> [WORK TO COMPLETE]:
This exercise calls for every line of the data below with the string "Management" in it.

> [THE INPUT]:

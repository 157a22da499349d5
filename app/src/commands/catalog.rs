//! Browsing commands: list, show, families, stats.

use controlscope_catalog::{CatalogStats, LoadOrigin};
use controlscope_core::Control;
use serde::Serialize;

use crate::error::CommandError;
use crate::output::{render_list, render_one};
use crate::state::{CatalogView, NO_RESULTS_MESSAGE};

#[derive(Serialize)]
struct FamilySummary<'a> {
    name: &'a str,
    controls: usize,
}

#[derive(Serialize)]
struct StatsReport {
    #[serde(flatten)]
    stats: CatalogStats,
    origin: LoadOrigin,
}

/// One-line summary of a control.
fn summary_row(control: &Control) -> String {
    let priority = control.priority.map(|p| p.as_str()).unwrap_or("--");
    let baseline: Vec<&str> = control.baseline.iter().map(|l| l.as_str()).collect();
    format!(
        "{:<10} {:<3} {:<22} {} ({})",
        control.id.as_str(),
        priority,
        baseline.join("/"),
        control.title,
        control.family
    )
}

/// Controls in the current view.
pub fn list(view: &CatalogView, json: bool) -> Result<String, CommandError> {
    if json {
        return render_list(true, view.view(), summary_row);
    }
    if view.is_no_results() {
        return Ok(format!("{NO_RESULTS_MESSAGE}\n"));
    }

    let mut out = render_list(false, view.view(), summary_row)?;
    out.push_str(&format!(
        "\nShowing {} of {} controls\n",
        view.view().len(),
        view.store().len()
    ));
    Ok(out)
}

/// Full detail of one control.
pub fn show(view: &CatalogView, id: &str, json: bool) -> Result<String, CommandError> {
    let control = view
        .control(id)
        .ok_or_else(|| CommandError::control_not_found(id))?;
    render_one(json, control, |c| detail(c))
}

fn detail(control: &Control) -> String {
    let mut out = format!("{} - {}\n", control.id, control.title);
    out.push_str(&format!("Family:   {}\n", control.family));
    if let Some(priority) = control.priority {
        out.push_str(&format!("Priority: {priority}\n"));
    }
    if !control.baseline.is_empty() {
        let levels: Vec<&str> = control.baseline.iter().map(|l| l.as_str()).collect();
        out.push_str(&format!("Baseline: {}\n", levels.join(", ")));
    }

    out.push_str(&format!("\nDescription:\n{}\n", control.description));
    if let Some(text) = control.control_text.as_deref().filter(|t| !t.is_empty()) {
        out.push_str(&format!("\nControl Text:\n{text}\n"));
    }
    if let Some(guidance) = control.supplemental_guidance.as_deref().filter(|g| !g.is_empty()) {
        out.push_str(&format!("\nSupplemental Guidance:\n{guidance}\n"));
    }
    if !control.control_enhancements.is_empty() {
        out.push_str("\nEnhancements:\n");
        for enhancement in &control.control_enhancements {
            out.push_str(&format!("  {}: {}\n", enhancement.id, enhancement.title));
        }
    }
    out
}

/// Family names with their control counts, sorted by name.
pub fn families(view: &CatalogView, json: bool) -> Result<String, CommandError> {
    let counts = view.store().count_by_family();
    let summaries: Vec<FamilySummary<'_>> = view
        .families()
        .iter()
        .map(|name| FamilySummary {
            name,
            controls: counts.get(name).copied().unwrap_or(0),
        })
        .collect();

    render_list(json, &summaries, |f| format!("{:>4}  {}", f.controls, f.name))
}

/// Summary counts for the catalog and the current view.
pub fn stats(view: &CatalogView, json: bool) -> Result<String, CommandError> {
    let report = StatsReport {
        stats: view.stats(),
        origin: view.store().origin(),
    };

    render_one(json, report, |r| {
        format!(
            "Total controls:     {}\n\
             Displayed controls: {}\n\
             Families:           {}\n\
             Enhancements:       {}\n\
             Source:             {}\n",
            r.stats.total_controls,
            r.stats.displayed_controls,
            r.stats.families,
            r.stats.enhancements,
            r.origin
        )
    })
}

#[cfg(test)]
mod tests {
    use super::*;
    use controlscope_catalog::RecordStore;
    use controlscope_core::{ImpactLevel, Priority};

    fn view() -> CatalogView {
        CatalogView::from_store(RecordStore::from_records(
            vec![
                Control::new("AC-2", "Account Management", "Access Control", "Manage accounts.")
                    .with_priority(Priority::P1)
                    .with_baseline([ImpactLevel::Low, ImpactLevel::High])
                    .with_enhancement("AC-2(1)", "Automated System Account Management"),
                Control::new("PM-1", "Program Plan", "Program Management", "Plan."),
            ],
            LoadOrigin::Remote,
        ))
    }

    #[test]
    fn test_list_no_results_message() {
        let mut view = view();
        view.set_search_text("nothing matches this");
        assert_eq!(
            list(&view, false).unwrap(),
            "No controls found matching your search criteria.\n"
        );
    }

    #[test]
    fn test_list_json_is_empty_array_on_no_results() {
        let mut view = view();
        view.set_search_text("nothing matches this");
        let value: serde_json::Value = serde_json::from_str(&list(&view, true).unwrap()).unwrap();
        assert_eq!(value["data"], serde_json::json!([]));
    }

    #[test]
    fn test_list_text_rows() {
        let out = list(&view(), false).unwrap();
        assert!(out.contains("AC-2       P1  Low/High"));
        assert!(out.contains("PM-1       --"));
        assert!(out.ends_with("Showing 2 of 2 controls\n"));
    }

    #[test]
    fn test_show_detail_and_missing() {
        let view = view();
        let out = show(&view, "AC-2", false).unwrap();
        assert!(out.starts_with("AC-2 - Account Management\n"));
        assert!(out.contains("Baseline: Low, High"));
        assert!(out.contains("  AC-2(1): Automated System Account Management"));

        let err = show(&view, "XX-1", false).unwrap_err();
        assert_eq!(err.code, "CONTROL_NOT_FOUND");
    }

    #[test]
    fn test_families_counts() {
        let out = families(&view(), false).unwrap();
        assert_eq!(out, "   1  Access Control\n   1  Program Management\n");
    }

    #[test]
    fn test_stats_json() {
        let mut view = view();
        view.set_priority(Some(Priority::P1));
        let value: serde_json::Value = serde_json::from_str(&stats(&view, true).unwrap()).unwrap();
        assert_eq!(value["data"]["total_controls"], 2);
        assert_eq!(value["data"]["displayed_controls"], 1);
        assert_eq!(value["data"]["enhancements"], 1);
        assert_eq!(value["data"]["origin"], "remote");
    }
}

---

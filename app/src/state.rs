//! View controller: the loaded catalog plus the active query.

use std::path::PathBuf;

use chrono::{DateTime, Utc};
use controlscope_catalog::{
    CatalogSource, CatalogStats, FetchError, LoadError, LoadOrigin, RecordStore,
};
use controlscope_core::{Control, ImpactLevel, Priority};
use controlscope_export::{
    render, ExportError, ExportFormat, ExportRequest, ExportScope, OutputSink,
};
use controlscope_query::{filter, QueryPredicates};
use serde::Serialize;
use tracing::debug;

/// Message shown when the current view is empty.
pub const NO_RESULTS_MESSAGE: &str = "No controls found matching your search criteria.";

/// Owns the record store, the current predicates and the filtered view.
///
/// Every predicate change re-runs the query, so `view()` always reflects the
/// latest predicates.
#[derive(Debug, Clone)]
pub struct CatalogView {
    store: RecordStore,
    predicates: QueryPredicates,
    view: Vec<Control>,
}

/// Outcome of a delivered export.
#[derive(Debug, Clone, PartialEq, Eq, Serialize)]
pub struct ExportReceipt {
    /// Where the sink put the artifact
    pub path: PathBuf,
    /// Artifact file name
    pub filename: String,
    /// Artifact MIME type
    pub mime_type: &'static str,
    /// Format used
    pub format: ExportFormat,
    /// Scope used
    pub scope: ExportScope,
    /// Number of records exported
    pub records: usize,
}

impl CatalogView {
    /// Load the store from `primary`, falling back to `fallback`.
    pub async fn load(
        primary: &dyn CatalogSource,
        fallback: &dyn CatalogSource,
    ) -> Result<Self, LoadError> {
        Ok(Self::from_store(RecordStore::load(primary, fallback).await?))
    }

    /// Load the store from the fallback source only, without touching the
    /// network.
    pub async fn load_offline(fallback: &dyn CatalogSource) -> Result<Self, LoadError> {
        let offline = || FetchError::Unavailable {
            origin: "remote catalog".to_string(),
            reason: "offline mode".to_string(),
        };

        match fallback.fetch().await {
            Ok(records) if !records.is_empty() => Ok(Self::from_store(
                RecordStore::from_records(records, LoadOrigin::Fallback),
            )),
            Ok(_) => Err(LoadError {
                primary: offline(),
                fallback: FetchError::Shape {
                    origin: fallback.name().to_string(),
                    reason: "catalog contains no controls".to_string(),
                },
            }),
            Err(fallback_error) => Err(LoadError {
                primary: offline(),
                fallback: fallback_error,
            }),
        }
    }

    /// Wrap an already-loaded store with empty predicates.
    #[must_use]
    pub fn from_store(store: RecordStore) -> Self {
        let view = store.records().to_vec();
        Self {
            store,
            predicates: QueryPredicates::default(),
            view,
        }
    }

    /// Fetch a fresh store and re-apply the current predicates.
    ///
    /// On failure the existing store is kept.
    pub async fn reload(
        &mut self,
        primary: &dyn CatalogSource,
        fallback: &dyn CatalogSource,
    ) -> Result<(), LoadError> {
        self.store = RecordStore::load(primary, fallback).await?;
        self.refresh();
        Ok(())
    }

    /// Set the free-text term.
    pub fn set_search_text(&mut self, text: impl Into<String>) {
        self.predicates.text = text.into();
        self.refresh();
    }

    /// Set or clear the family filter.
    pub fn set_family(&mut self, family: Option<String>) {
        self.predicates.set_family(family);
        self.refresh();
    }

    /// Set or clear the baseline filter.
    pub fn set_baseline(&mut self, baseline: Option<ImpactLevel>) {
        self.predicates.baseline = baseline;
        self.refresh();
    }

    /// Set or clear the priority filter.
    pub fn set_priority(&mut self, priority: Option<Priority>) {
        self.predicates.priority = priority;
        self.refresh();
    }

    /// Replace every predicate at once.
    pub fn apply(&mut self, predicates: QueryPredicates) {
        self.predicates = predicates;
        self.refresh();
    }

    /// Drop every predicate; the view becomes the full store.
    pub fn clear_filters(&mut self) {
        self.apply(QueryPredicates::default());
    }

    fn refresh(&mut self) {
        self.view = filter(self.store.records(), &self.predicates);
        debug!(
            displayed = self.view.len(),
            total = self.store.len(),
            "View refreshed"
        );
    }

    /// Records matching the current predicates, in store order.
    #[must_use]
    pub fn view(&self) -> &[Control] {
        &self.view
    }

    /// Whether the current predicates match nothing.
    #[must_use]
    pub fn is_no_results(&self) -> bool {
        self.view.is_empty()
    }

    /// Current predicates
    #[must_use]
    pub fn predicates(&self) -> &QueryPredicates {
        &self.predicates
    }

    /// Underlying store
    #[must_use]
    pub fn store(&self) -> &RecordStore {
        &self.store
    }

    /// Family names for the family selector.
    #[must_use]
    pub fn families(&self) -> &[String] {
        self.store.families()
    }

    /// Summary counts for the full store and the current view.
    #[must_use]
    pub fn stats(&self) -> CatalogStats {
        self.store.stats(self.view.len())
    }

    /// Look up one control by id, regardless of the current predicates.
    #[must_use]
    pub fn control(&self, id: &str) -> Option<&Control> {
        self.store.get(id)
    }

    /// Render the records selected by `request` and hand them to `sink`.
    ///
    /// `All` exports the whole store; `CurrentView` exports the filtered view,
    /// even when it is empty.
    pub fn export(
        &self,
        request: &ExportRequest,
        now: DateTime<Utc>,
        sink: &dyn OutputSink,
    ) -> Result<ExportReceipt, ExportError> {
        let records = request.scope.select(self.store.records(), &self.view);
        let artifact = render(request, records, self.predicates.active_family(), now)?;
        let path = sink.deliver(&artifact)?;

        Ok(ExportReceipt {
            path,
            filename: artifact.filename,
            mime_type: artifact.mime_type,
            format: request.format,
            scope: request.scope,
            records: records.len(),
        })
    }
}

> [TASK OUTPUT]:
                Control::new("AC-2", "Account Management", "Access Control", "Manage accounts.")
                    .with_enhancement("AC-2(1)", "Automated System Account Management"),
                Control::new("PM-1", "Program Plan", "Program Management", "Plan."),
        assert!(out.starts_with("AC-2 - Account Management\n"));
        assert!(out.contains("  AC-2(1): Automated System Account Management"));
        assert_eq!(out, "   1  Access Control\n   1  Program Management\n");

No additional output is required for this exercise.